After Europe’s CBAM, Germany props up fresh hurdles for firms
Indian firms directly or indirectly in business with European firms face a twin hurdle as Germany tightens its screws on a new law aimed at ensuring fair labour standards and environmental requirements.
For Indian businesses already subject to Europe’s carbon tax, Germany’s supplychain rules would mean additional compliance and reporting costs, apart from fines and loss of business opportunities for any violations, industry experts told Mint.
Germany’s Supply Chain Due Diligence Act (SCDDA) is aimed at ensuring that labour and contractual requirements are maintained across supply chains for businesses operating in the country.
The Act, which was tightened in early 2024 after it was enforced last year, requires companies to identify, assess, prevent and remedy any potential human rights and environmental violations, even if indirectly, across their operations and supply chains.
Companies must also provide ways for workers to file complaints about labour or environmental violations, even if these workers are employed with suppliers with whom the businesses don’t have a direct commercial relationship.

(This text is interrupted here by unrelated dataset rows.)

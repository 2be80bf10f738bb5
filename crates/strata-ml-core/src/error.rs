use thiserror::Error;

/// Error type shared by every StrataML crate.
#[derive(Debug, Error, Clone, PartialEq)]
pub enum StrataError {
    #[error("Shape mismatch: expected {expected:?}, got {got:?}")]
    ShapeMismatch {
        expected: (usize, usize),
        got: (usize, usize),
    },

    #[error("Dimension mismatch: expected {expected} features, got {got}")]
    DimensionMismatch { expected: usize, got: usize },

    #[error("Index out of bounds: ({row}, {col}) for a {rows}x{cols} matrix")]
    IndexOutOfBounds {
        row: usize,
        col: usize,
        rows: usize,
        cols: usize,
    },

    #[error("Invalid configuration: {0}")]
    InvalidConfiguration(String),

    #[error("Invalid operation: {0}")]
    InvalidOperation(String),

    #[error("Empty matrix")]
    EmptyMatrix,
}

pub type StrataResult<T> = Result<T, StrataError>;
use strata_ml_core::{Matrix, StrataError, StrataResult};

/// Produces a starting weight matrix of shape `[fan_out, fan_in]`.
///
/// The distribution constants are part of the contract; downstream
/// convergence behavior depends on them.
pub trait Initializer {
    fn initialize(&self, fan_in: usize, fan_out: usize) -> StrataResult<Matrix>;
}

fn check_fans(fan_in: usize, fan_out: usize) -> StrataResult<()> {
    if fan_in < 1 || fan_out < 1 {
        return Err(StrataError::InvalidConfiguration(format!(
            "fan in and fan out must be at least 1, got ({fan_in}, {fan_out})"
        )));
    }
    Ok(())
}

/// Glorot uniform: values drawn from `±√(6 / (fan_in + fan_out))`.
pub struct Xavier;

impl Initializer for Xavier {
    fn initialize(&self, fan_in: usize, fan_out: usize) -> StrataResult<Matrix> {
        check_fans(fan_in, fan_out)?;
        let limit = (6.0 / (fan_in + fan_out) as f64).sqrt();
        Ok(Matrix::rand(fan_out, fan_in, None)
            .mul_scalar(2.0 * limit)
            .add_scalar(-limit))
    }
}

/// Kaiming normal: std `√(2 / fan_in)`, suited to rectified units.
pub struct He;

impl Initializer for He {
    fn initialize(&self, fan_in: usize, fan_out: usize) -> StrataResult<Matrix> {
        check_fans(fan_in, fan_out)?;
        let std = (2.0 / fan_in as f64).sqrt();
        Ok(Matrix::randn(fan_out, fan_in, None).mul_scalar(std))
    }
}

/// LeCun normal: std `√(1 / fan_in)`.
pub struct LeCun;

impl Initializer for LeCun {
    fn initialize(&self, fan_in: usize, fan_out: usize) -> StrataResult<Matrix> {
        check_fans(fan_in, fan_out)?;
        let std = (1.0 / fan_in as f64).sqrt();
        Ok(Matrix::randn(fan_out, fan_in, None).mul_scalar(std))
    }
}

/// Gaussian with a caller-chosen standard deviation.
pub struct Normal {
    std: f64,
}

impl Normal {
    pub fn new(std: f64) -> StrataResult<Self> {
        if std <= 0.0 {
            return Err(StrataError::InvalidConfiguration(format!(
                "standard deviation must be positive, got {std}"
            )));
        }
        Ok(Normal { std })
    }
}

impl Initializer for Normal {
    fn initialize(&self, fan_in: usize, fan_out: usize) -> StrataResult<Matrix> {
        check_fans(fan_in, fan_out)?;
        Ok(Matrix::randn(fan_out, fan_in, None).mul_scalar(self.std))
    }
}

/// Uniform over `±beta`.
pub struct Uniform {
    beta: f64,
}

impl Uniform {
    pub fn new(beta: f64) -> StrataResult<Self> {
        if beta <= 0.0 {
            return Err(StrataError::InvalidConfiguration(format!(
                "beta must be positive, got {beta}"
            )));
        }
        Ok(Uniform { beta })
    }
}

impl Default for Uniform {
    fn default() -> Self {
        Uniform { beta: 0.5 }
    }
}

impl Initializer for Uniform {
    fn initialize(&self, fan_in: usize, fan_out: usize) -> StrataResult<Matrix> {
        check_fans(fan_in, fan_out)?;
        Ok(Matrix::rand(fan_out, fan_in, None)
            .mul_scalar(2.0 * self.beta)
            .add_scalar(-self.beta))
    }
}

/// Every weight set to the same value.
pub struct Constant {
    value: f64,
}

impl Constant {
    pub fn new(value: f64) -> StrataResult<Self> {
        if !value.is_finite() {
            return Err(StrataError::InvalidConfiguration(format!(
                "constant must be finite, got {value}"
            )));
        }
        Ok(Constant { value })
    }
}

impl Initializer for Constant {
    fn initialize(&self, fan_in: usize, fan_out: usize) -> StrataResult<Matrix> {
        check_fans(fan_in, fan_out)?;
        Ok(Matrix::full(fan_out, fan_in, self.value))
    }
}

#[cfg(test)]
mod tests {
    use super::*;

    #[test]
    fn test_shapes() {
        for init in [
            Box::new(Xavier) as Box<dyn Initializer>,
            Box::new(He),
            Box::new(LeCun),
            Box::new(Normal::new(0.05).unwrap()),
            Box::new(Uniform::default()),
            Box::new(Constant::new(0.1).unwrap()),
        ] {
            let w = init.initialize(4, 3).unwrap();
            assert_eq!(w.shape(), (3, 4));
        }
    }

    #[test]
    fn test_rejects_zero_fans() {
        assert!(Xavier.initialize(0, 3).is_err());
        assert!(He.initialize(4, 0).is_err());
    }

    #[test]
    fn test_xavier_bounds() {
        let w = Xavier.initialize(50, 100).unwrap();
        assert_eq!(w.shape(), (100, 50));

        let limit: f64 = (6.0 / 150.0_f64).sqrt();
        assert!(w.data().iter().all(|&v| v.abs() <= limit));

        // The draw should fill the interval roughly uniformly: both halves
        // and both tails must be populated.
        let n = w.numel() as f64;
        let negative = w.data().iter().filter(|&&v| v < 0.0).count() as f64;
        assert!((negative / n - 0.5).abs() < 0.05);
        let outer = w.data().iter().filter(|&&v| v.abs() > limit / 2.0).count() as f64;
        assert!((outer / n - 0.5).abs() < 0.05);
    }

    #[test]
    fn test_uniform_bounds() {
        let w = Uniform::new(0.2).unwrap().initialize(10, 10).unwrap();
        assert!(w.data().iter().all(|&v| v.abs() <= 0.2));
        assert!(Uniform::new(-0.5).is_err());
    }

    #[test]
    fn test_constant() {
        let w = Constant::new(0.25).unwrap().initialize(2, 3).unwrap();
        assert!(w.data().iter().all(|&v| v == 0.25));
        assert!(Constant::new(f64::NAN).is_err());
    }

    #[test]
    fn test_he_spread() {
        let w = He.initialize(200, 200).unwrap();
        let mean = w.mean();
        let var = w.apply(|v| (v - mean) * (v - mean)).mean();
        assert!((var - 2.0 / 200.0).abs() < 0.002, "var = {var}");
    }
}
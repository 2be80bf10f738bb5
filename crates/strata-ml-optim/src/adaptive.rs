use std::collections::HashMap;

use strata_ml_core::{Matrix, Parameter, StrataResult};

use crate::optimizer::{check_rate, check_unit_interval, Optimizer};

/// Keeps adaptive denominators away from zero.
const EPSILON: f64 = 1e-8;

/// Per-parameter learning rates from the full squared-gradient history.
///
/// `g2 += g²; delta = -rate·g / (√g2 + ε)`
pub struct AdaGrad {
    rate: f64,
    cache: HashMap<usize, Matrix>,
}

impl AdaGrad {
    pub fn new(rate: f64) -> StrataResult<Self> {
        check_rate(rate)?;
        Ok(AdaGrad {
            rate,
            cache: HashMap::new(),
        })
    }
}

impl Optimizer for AdaGrad {
    fn step(&mut self, param: &Parameter, gradient: &Matrix) -> Matrix {
        let g2 = self
            .cache
            .entry(param.id())
            .or_insert_with(|| Matrix::zeros(gradient.rows(), gradient.cols()));

        *g2 = g2
            .add(&gradient.mul(gradient).expect("gradient squared"))
            .expect("squared gradient accumulate");

        gradient
            .div(&g2.sqrt().add_scalar(EPSILON))
            .expect("adagrad delta")
            .mul_scalar(-self.rate)
    }

    fn reset(&mut self) {
        self.cache.clear();
    }
}

/// Like AdaGrad but with an exponentially decaying squared-gradient window.
///
/// `g2 = decay·g2 + (1 - decay)·g²; delta = -rate·g / (√g2 + ε)`
pub struct RmsProp {
    rate: f64,
    decay: f64,
    cache: HashMap<usize, Matrix>,
}

impl RmsProp {
    pub fn new(rate: f64, decay: f64) -> StrataResult<Self> {
        check_rate(rate)?;
        check_unit_interval("rms decay", decay)?;
        Ok(RmsProp {
            rate,
            decay,
            cache: HashMap::new(),
        })
    }
}

impl Optimizer for RmsProp {
    fn step(&mut self, param: &Parameter, gradient: &Matrix) -> Matrix {
        let g2 = self
            .cache
            .entry(param.id())
            .or_insert_with(|| Matrix::zeros(gradient.rows(), gradient.cols()));

        let squared = gradient.mul(gradient).expect("gradient squared");
        *g2 = g2
            .mul_scalar(self.decay)
            .add(&squared.mul_scalar(1.0 - self.decay))
            .expect("squared gradient window");

        gradient
            .div(&g2.sqrt().add_scalar(EPSILON))
            .expect("rmsprop delta")
            .mul_scalar(-self.rate)
    }

    fn reset(&mut self) {
        self.cache.clear();
    }
}

/// First- and second-moment estimation.
///
/// `m = β1·m + (1-β1)·g; v = β2·v + (1-β2)·g²; delta = -rate·m / (√v + ε)`
pub struct Adam {
    rate: f64,
    beta1: f64,
    beta2: f64,
    moments: HashMap<usize, (Matrix, Matrix)>,
}

impl Adam {
    pub fn new(rate: f64, beta1: f64, beta2: f64) -> StrataResult<Self> {
        check_rate(rate)?;
        check_unit_interval("beta1", beta1)?;
        check_unit_interval("beta2", beta2)?;
        Ok(Adam {
            rate,
            beta1,
            beta2,
            moments: HashMap::new(),
        })
    }
}

impl Optimizer for Adam {
    fn step(&mut self, param: &Parameter, gradient: &Matrix) -> Matrix {
        let (m, v) = self.moments.entry(param.id()).or_insert_with(|| {
            (
                Matrix::zeros(gradient.rows(), gradient.cols()),
                Matrix::zeros(gradient.rows(), gradient.cols()),
            )
        });

        *m = m
            .mul_scalar(self.beta1)
            .add(&gradient.mul_scalar(1.0 - self.beta1))
            .expect("first moment update");

        let squared = gradient.mul(gradient).expect("gradient squared");
        *v = v
            .mul_scalar(self.beta2)
            .add(&squared.mul_scalar(1.0 - self.beta2))
            .expect("second moment update");

        m.div(&v.sqrt().add_scalar(EPSILON))
            .expect("adam delta")
            .mul_scalar(-self.rate)
    }

    fn reset(&mut self) {
        self.moments.clear();
    }
}

/// Adam variant normalizing by the infinity norm of the gradient history.
///
/// `m = β1·m + (1-β1)·g; u = max(β2·u, |g|); delta = -rate·m / (u + ε)`
pub struct AdaMax {
    rate: f64,
    beta1: f64,
    beta2: f64,
    moments: HashMap<usize, (Matrix, Matrix)>,
}

impl AdaMax {
    pub fn new(rate: f64, beta1: f64, beta2: f64) -> StrataResult<Self> {
        check_rate(rate)?;
        check_unit_interval("beta1", beta1)?;
        check_unit_interval("beta2", beta2)?;
        Ok(AdaMax {
            rate,
            beta1,
            beta2,
            moments: HashMap::new(),
        })
    }
}

impl Optimizer for AdaMax {
    fn step(&mut self, param: &Parameter, gradient: &Matrix) -> Matrix {
        let (m, u) = self.moments.entry(param.id()).or_insert_with(|| {
            (
                Matrix::zeros(gradient.rows(), gradient.cols()),
                Matrix::zeros(gradient.rows(), gradient.cols()),
            )
        });

        *m = m
            .mul_scalar(self.beta1)
            .add(&gradient.mul_scalar(1.0 - self.beta1))
            .expect("first moment update");

        *u = u
            .mul_scalar(self.beta2)
            .maximum(&gradient.abs())
            .expect("infinity norm update");

        m.div(&u.add_scalar(EPSILON))
            .expect("adamax delta")
            .mul_scalar(-self.rate)
    }

    fn reset(&mut self) {
        self.moments.clear();
    }
}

All exporting nations including India, China and Vietnam will have to comply with Germany’s new regulation as well as with the European Union’s Carbon Border Adjustment Mechanism (CBAM) to do business in the continent, said Biswajit Dhar, a professor at the Centre for Economic Studies and Planning at Delhi’s Jawaharlal Nehru University. “Market access for Indian companies can be impacted if they don’t follow strict labour standards laid out by Germany, which is likely to become a model for supply chains across the European Union (EU).”
According to the Consulate General of India (Germany), Indian companies operate in Germany across sectors like information technology, automotive, pharmaceuticals, biotech and manufacturing.
Spokespersons for the commerce ministry, and the German embassy didn’t respond to emailed queries.